In its pending application, Dependable additionally complains that Gorman's report addresses only the current condition of the Vehicle, as opposed to its condition at the time of the transaction at issue. See Def. Letter [#90] at 2. While plaintiff's case presumably would be stronger if her expert discussed the condition of the Vehicle based on the 2001 repair bills, a conclusion based on its current condition may nevertheless defeat a motion for summary judgment if the record contains sufficient evidence -- either from the expert or from the person in possession of the Vehicle since Jamaica sold it*fn9 -- from which a reasonable factfinder could infer that at the time of the 2001 transaction, Jamaica disregarded indicia of an odometer rollback. See Suiter v. Mitchell Motor Coach Sales, Inc., 151 F.3d 1275, 1283-84 (10th Cir. 1998) (finding genuine issue of material fact as to reckless representation of motor coach mileage, based in part on testimony of industry expert who examined the vehicle two years after it was sold by defendant). The expert's opinion, however, must be "the product of reliable principles and methods[.]" See Fed. R. Evid. 702. If Dependable disagrees with the conclusions reached by Gorman in his supplemental report, it may, of course, offer its own rebuttal expert witness. See Fed. R. Civ. P. 26(a)(2)(C) (discussing procedural requirements for rebuttal expert witnesses).

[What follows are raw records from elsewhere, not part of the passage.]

//! # lineforge-collab — Real-time synchronization core for Lineforge
//!
//! A hand-rolled WebSocket transport carrying two application protocols: room
//! collaboration (shared document, cursors, entity locks) and checksum-guarded
//! differential sync of a shared key/value snapshot.
//!
//! ## Architecture
//!
//! ```text
//! ┌─────────────┐   upgrade + frames   ┌──────────────┐
//! │ Browser /   │ ◄──────────────────► │ CollabServer │
//! │ device      │   JSON text frames   │ (accept loop)│
//! └─────────────┘                      └──────┬───────┘
//!                        ┌────────────────────┼─────────────────────┐
//!                        ▼                    ▼                     ▼
//!                 ┌─────────────┐     ┌──────────────┐     ┌──────────────┐
//!                 │ RoomManager │     │ PresenceHub  │     │ SyncService  │
//!                 │ (room actor)│     │ (online set) │     │              │
//!                 └─────────────┘     └──────────────┘     └──────┬───────┘
//!                                                                 ▼
//!                                                        ┌────────────────┐
//!                                                        │ SnapshotHandle │
//!                                                        │ (CAS actor)    │
//!                                                        └───────┬────────┘
//!                                                                ▼
//!                                                        SnapshotDb (RocksDB)
//! ```
//!
//! ## Modules
//!
//! - [`frame`] — WebSocket frame codec
//! - [`handshake`] — HTTP upgrade parsing and the accept token
//! - [`connection`] — Per-connection outbound queue, writer and frame reader
//! - [`broadcast`] — Connection registry with fire-and-forget fan-out
//! - [`protocol`] — Room protocol messages
//! - [`room`] — Room state machine (revisions, locks, presence)
//! - [`collab`] — Room actors and the room connection loop
//! - [`presence`] — Online-identity broadcast variant
//! - [`snapshot`] — Snapshot store, checksum, differential operations
//! - [`sync`] — Differential sync protocol
//! - [`storage`] — RocksDB persistence for the snapshot
//! - [`server`] — Accept loop, routing and the reconcile endpoint

pub mod broadcast;
pub mod collab;
pub mod connection;
pub mod frame;
pub mod handshake;
pub mod presence;
pub mod protocol;
pub mod room;
pub mod server;
pub mod snapshot;
pub mod storage;
pub mod sync;

// Re-exports for convenience
pub use broadcast::{BroadcastStats, ConnectionRegistry};
pub use collab::RoomManager;
pub use connection::{ConnectionError, ConnectionHandle, ConnectionId, SendError, WsConnection};
pub use frame::{decode_next_frame, encode_text_frame, Frame, FrameBuffer, FrameError, Opcode};
pub use handshake::{compute_accept_token, HandshakeError};
pub use presence::PresenceHub;
pub use protocol::{ClientMessage, EntityType, LockInfo, ProtocolError, ServerMessage};
pub use room::Room;
pub use server::{CollabServer, ServerConfig, ServerError, ServerStats};
pub use snapshot::{
    compute_checksum, ApplyOutcome, ApplyStatus, DiffOperation, KeyFilter, ReconcileOutcome,
    ReconcileStatus, Snapshot, SnapshotHandle, SnapshotState, SnapshotStore, StateStore,
    StoreError,
};
pub use storage::{SnapshotDb, StoreConfig};
pub use sync::{SyncClientMessage, SyncServerMessage, SyncService};
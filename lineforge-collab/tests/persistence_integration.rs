//! Persistence tests: the shared snapshot survives a store restart.

use std::sync::Arc;

use lineforge_collab::snapshot::{DiffOperation, KeyFilter, ReconcileStatus, SnapshotHandle, StateStore};
use lineforge_collab::storage::{SnapshotDb, StoreConfig};
use tempfile::TempDir;
use tokio::time::{sleep, Duration};

/// Open the database, retrying while a previous actor is still releasing it.
async fn open_db(dir: &TempDir) -> SnapshotDb {
    for _ in 0..100 {
        if let Ok(db) = SnapshotDb::open(StoreConfig::for_testing(dir.path())) {
            return db;
        }
        sleep(Duration::from_millis(20)).await;
    }
    panic!("database still locked");
}

async fn open_store(dir: &TempDir) -> SnapshotHandle {
    let db = open_db(dir).await;
    SnapshotHandle::spawn_persistent(KeyFilter::default(), Arc::new(db)).unwrap()
}

#[tokio::test]
async fn test_applied_operations_survive_restart() {
    let dir = TempDir::new().unwrap();

    let store = open_store(&dir).await;
    let base = store.get_state().await.unwrap().checksum;
    store
        .apply_operations(
            base,
            vec![
                DiffOperation::set("project:line:1", r#"{"points":[1,2]}"#),
                DiffOperation::set("settings:units", "feet"),
            ],
        )
        .await
        .unwrap();
    let before = store.get_state().await.unwrap();
    drop(store);

    let reopened = open_store(&dir).await;
    let after = reopened.get_state().await.unwrap();
    assert_eq!(after.version, before.version);
    assert_eq!(after.snapshot, before.snapshot);
    assert_eq!(after.checksum, before.checksum);
}

#[tokio::test]
async fn test_reconcile_result_is_persisted() {
    let dir = TempDir::new().unwrap();

    let store = open_store(&dir).await;
    let outcome = store
        .reconcile(
            7,
            [("alpha".to_string(), "1".to_string())].into_iter().collect(),
        )
        .await
        .unwrap();
    assert_eq!(outcome.status, ReconcileStatus::ServerUpdated);
    drop(store);

    let reopened = open_store(&dir).await;
    let state = reopened.get_state().await.unwrap();
    assert_eq!(state.version, 7);
    assert_eq!(state.snapshot.get("alpha").map(String::as_str), Some("1"));
    assert!(state.updated_at.is_some());

    let stale = reopened.reconcile(3, Default::default()).await.unwrap();
    assert_eq!(stale.status, ReconcileStatus::ClientStale);
}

In sum, this Court agrees with Dependable that plaintiff's expert disclosure is inadequate, but concludes that the appropriate remedy is an order directing plaintiff to serve supplemental expert disclosure curing the defects identified in this opinion. Plaintiff is warned that she will be given only one opportunity to supplement her expert disclosure.


For the foregoing reasons, defendant's renewed motion for summary judgment is denied without prejudice. By January 14, 2008, plaintiff shall serve and file supplemental expert disclosure consistent with the requirements specified herein and in Rule 26(a)(2).